I love Con Air. Who doesn’t love Con Air? It’s a smarter movie than we give it credit for. It’s the “Don’t Stop Believin'” of 90s action cinema — a movie it is impossible to enjoy ironically. (Although DSB has more fans than Con Air.) You either like it, or you don’t. I maintain, and I stole this from my dad, that Nic Cage’s performance in this is Nic Cage doing Elvis Presley if Elvis Presley got in a time machine around the time of the comeback special, came to 1995, and instead of starting a singing career, decided to star in a Jerry Bruckheimer Production.
(We watched Hamlet 2 a few weeks back, and did you notice that Steve Coogan’s Jesus costume is EXACTLY like Nic Cage’s jeans/long hair/undershirt combo? I hope this is intentional.)
But as much as I love Con Air — and in case you hadn’t guessed, I love it a whole bunch — there is one tiny little thing about it that bugs me. And that is the geography. You hear about this all the time in screenwriting: Establish the geography and make it clear, unconfusing. Make sure your audience knows the layout and where the characters are in each scene. This movie doesn’t have a problem with that. It sets up the geography of the plane quite well, with several different locations in the plane for scenes to take place. During the action set pieces, you understand where the bad guys are and where the good guys are (and what’s a rock). It’s coherent, and it adds to the enjoyment.
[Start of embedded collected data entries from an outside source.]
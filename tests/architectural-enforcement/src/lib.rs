//! Architectural Enforcement
//!
//! Source scanners shared by the integration tests in `tests/`. Each test walks
//! the production sources of the workspace and reports lines that break one
//! rule:
//! - no blocking I/O inside async code
//! - the tool interpreter stays pure
//! - no `unwrap()` or `expect()` outside tests
//!
//! The scanners are line based. Everything from the first `#[cfg(test)]` in a
//! file onward is treated as test code and skipped.

use std::fmt;
use std::fs;
use std::path::{Path, PathBuf};

/// Production source directories, relative to the workspace root
pub const PRODUCTION_DIRS: &[&str] = &["coordinator/core/src", "coordinator/replay/src"];

/// Workspace root, resolved from this package's manifest directory
pub fn workspace_root() -> PathBuf {
    Path::new(env!("CARGO_MANIFEST_DIR")).join("../..")
}

/// One offending line
#[derive(Debug, Clone, PartialEq, Eq)]
pub struct Violation {
    pub path: PathBuf,
    pub line: usize,
    pub rule: &'static str,
    pub text: String,
}

impl fmt::Display for Violation {
    fn fmt(&self, f: &mut fmt::Formatter<'_>) -> fmt::Result {
        write!(
            f,
            "{}:{} - {}: {}",
            self.path.display(),
            self.line,
            self.rule,
            self.text
        )
    }
}

/// A production source file, cut off at its test module
pub struct SourceFile {
    pub path: PathBuf,
    content: String,
}

impl SourceFile {
    pub fn read(path: &Path) -> Option<Self> {
        let content = fs::read_to_string(path).ok()?;
        Some(Self {
            path: path.to_path_buf(),
            content,
        })
    }

    /// Lines before the first `#[cfg(test)]`
    pub fn production_lines(&self) -> Vec<&str> {
        production_lines(&self.content)
    }

    /// Report every production line whose code part matches `is_violation`
    pub fn scan<F>(&self, rule: &'static str, is_violation: F) -> Vec<Violation>
    where
        F: Fn(&[&str], usize, &str) -> bool,
    {
        let lines = self.production_lines();
        lines
            .iter()
            .enumerate()
            .filter(|(idx, line)| is_violation(&lines, *idx, code_part(line)))
            .map(|(idx, line)| Violation {
                path: self.path.clone(),
                line: idx + 1,
                rule,
                text: line.trim().to_string(),
            })
            .collect()
    }
}

/// Every `.rs` file under the production directories
pub fn production_sources() -> Vec<SourceFile> {
    let root = workspace_root();
    PRODUCTION_DIRS
        .iter()
        .flat_map(|dir| rust_files(&root.join(dir)))
        .filter_map(|path| SourceFile::read(&path))
        .collect()
}

/// Every `.rs` file under `dir`; empty if the directory is missing
pub fn rust_files(dir: &Path) -> Vec<PathBuf> {
    if !dir.exists() {
        return Vec::new();
    }

    walkdir::WalkDir::new(dir)
        .into_iter()
        .filter_map(|e| e.ok())
        .filter(|entry| entry.path().extension().and_then(|s| s.to_str()) == Some("rs"))
        .map(|entry| entry.into_path())
        .collect()
}

pub fn production_lines(content: &str) -> Vec<&str> {
    content
        .lines()
        .take_while(|line| !line.trim_start().starts_with("#[cfg(test)]"))
        .collect()
}

/// The line without its trailing comment
pub fn code_part(line: &str) -> &str {
    line.split("//").next().unwrap_or(line)
}

/// Whether `line` opens a function, and if so whether it is async
fn function_header(line: &str) -> Option<bool> {
    let mut rest = line.trim_start();
    for visibility in ["pub(crate) ", "pub(super) ", "pub "] {
        if let Some(stripped) = rest.strip_prefix(visibility) {
            rest = stripped;
            break;
        }
    }

    if rest.starts_with("async fn ") {
        Some(true)
    } else if rest.starts_with("fn ") || rest.starts_with("const fn ") {
        Some(false)
    } else {
        None
    }
}

/// Async-ness of the function enclosing `current_idx`, if one is found before
/// a module or impl boundary
fn enclosing_function(lines: &[&str], current_idx: usize) -> Option<bool> {
    for i in (0..current_idx).rev() {
        if let Some(is_async) = function_header(lines[i]) {
            return Some(is_async);
        }

        let line = lines[i].trim();
        if line.starts_with("mod ") || (line.starts_with("impl") && line.contains('{')) {
            return None;
        }
    }
    None
}

/// Check if line is inside an async function
pub fn is_in_async_function(lines: &[&str], current_idx: usize) -> bool {
    enclosing_function(lines, current_idx) == Some(true)
}

/// Check if line is inside a non-async function (acceptable for blocking I/O)
pub fn is_in_non_async_function(lines: &[&str], current_idx: usize) -> bool {
    enclosing_function(lines, current_idx) == Some(false)
}

/// Print the violations and fail the test
pub fn report(title: &str, violations: &[Violation], advice: &[&str]) {
    if violations.is_empty() {
        return;
    }

    eprintln!("\n❌ {title}\n");
    for violation in violations {
        eprintln!("  ❌ {violation}");
    }
    eprintln!();
    for line in advice {
        eprintln!("  {line}");
    }

    panic!(
        "\nFound {} violation(s) in production code.\nFix these before merging!",
        violations.len()
    );
}

#[cfg(test)]
mod tests {
    use super::*;

    #[test]
    fn test_async_function_detection() {
        let code = vec![
            "pub async fn bad_function() {",
            "    let contents = std::fs::read_to_string(\"file.txt\")?;",
            "}",
        ];

        assert!(is_in_async_function(&code, 1));
        assert!(!is_in_non_async_function(&code, 1));
    }

    #[test]
    fn test_non_async_function_detection() {
        let code = vec![
            "fn load<F>(path: PathBuf, env: F) -> Result<Config, Error>",
            "where",
            "    F: Fn(&str) -> Option<String>,",
            "{",
            "    let contents = std::fs::read_to_string(path)?;",
            "}",
        ];

        assert!(is_in_non_async_function(&code, 4));
    }

    #[test]
    fn test_impl_boundary_stops_scan() {
        let code = vec!["async fn before() {}", "impl Thing {", "    const X: u8 = 1;"];

        assert!(!is_in_async_function(&code, 2));
        assert!(!is_in_non_async_function(&code, 2));
    }

    #[test]
    fn test_test_module_is_cut_off() {
        let content = "fn real() {}\n\n#[cfg(test)]\nmod tests {\n    fn helper() { x.unwrap(); }\n}\n";

        assert_eq!(production_lines(content), vec!["fn real() {}", ""]);
    }

    #[test]
    fn test_code_part_drops_comments() {
        assert_eq!(code_part("let x = 1; // std::fs::read"), "let x = 1; ");
        assert_eq!(code_part("/// uses std::fs"), "");
    }

    #[test]
    fn test_workspace_root_holds_production_dirs() {
        let root = workspace_root();
        for dir in PRODUCTION_DIRS {
            assert!(root.join(dir).exists(), "missing {dir}");
        }
    }
}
Where the geography of Con Air fails, however, is the relation of one scene to the other. The two most egregious examples of this come at the start and end of the movie.
One! So Nic “Cameron Poe” Cage is going home to Alabama to say hey to his buddy Forrest Gump and his wife Trisha Poe! He gets off a boat and goes to the bar where his wife works. Not too bad — lots of bars are by the shore. But then CP gets in a bit of trouble and this regular hound dog blames him for losing Vietnam (and if he thinks that way about Nic Cage, I wonder what he would have to say to Henry Kissinger. Oh wait, he dies. Spoiler.). Later, Hound Dog tries to stab Cameron Poe. This fight happens to take place outside an oil pump. So there’s a bar. By the shore. That is also by an oil pump. I think the World Wildlife Federation would have issues with the leakage, don’t you?
Two! At the end of the movie, Nic Cage and John “Cyrus the Virus” Malkovich fight. On a moving fire truck. Cameron, being a level 5 Army Ranger and a Level 7 Convict with a “God Does Exist” modifer, bests Cyrus’s Level 17 Mass Murderer with a “Kills More Men Than Cancer” bonus and a +2 in witty puns. (It’s been a while since I played D&D, can you tell?) This whole fight takes place on the Las Vegas strip. Johnny Mack is then thrown through two plate glass windows, goes flying through the air, and lands on a conveyor belt whose sole purpose seems to be smashing rocks…and his head. Nowhere in the previous scenes does the film establish that there is demolition or construction going on along the route the fire truck is taking. There’s not even shitty ADR to explain it (see also: “It’s okay, mang, this is where they make the drugs” from Bad Boys II). I guess that you could explain it away by saying that there’s always construction going on in Las Vegas, but we both know that’s not true.
There are more examples of this littered throughout Con Air. Upon watching it this week, I went back and looked at a map to try and determine what exactly the flight pattern of the Jailbird would be, to go from outside San Quentin to Carson City to fly over a major metropolitan city so NC can drop Dave Chappelle (R.I.P. Pinball) to Learner Airfield, followed by a brief sojurn over the canyons of Arizona before stopping in Las Vegas. If anyone knows, help me out.
So that bugs me. And in the case of both the things I mentioned, it’d be an easy fix. Doesn’t need to take place outside an oil rig, Cyrus doesn’t need to have his head smashed. But the fact that it does adds to the overall ridiculousness of the movie, which is one of the reasons why I love it in the first place.
After all, it’s still a movie whose feel-good ending is an escaped serial killer getting his fruity drink and feelin’ lucky. Followed by a curtain call that wouldn’t be out of place in FAME.